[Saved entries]
----

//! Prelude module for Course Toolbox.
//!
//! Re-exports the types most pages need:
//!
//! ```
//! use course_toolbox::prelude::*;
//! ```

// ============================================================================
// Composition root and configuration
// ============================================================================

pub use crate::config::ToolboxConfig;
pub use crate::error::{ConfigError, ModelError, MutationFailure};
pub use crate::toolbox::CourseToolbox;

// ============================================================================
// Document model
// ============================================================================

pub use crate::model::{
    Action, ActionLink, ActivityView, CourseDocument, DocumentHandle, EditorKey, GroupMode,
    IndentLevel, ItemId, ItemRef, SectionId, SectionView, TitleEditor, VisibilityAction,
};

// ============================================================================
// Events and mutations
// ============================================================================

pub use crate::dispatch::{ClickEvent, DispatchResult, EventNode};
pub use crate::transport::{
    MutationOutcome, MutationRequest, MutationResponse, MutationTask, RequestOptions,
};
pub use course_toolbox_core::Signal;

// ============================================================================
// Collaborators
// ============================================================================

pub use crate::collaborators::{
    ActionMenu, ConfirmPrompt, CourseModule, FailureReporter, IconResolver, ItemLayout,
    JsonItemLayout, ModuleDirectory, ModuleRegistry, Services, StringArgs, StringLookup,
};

----

> _Exercise goal_:
Each line shown above needs to be transcribed exactly.

> _Completed exercise_:
//! Prelude module for Course Toolbox.
//!
//! Re-exports the types most pages need:
//!
//! ```
//! use course_toolbox::prelude::*;
//! ```

// ============================================================================
// Composition root and configuration
// ============================================================================

pub use crate::config::ToolboxConfig;
pub use crate::error::{ConfigError, ModelError, MutationFailure};
pub use crate::toolbox::CourseToolbox;

// ============================================================================
// Document model
// ============================================================================

pub use crate::model::{
    Action, ActionLink, ActivityView, CourseDocument, DocumentHandle, EditorKey, GroupMode,
    IndentLevel, ItemId, ItemRef, SectionId, SectionView, TitleEditor, VisibilityAction,
};

// ============================================================================
// Events and mutations
// ============================================================================

pub use crate::dispatch::{ClickEvent, DispatchResult, EventNode};
pub use crate::transport::{
    MutationOutcome, MutationRequest, MutationResponse, MutationTask, RequestOptions,
};
pub use course_toolbox_core::Signal;

// ============================================================================
// Collaborators
// ============================================================================

pub use crate::collaborators::{
    ActionMenu, ConfirmPrompt, CourseModule, FailureReporter, IconResolver, ItemLayout,
    JsonItemLayout, ModuleDirectory, ModuleRegistry, Services, StringArgs, StringLookup,
};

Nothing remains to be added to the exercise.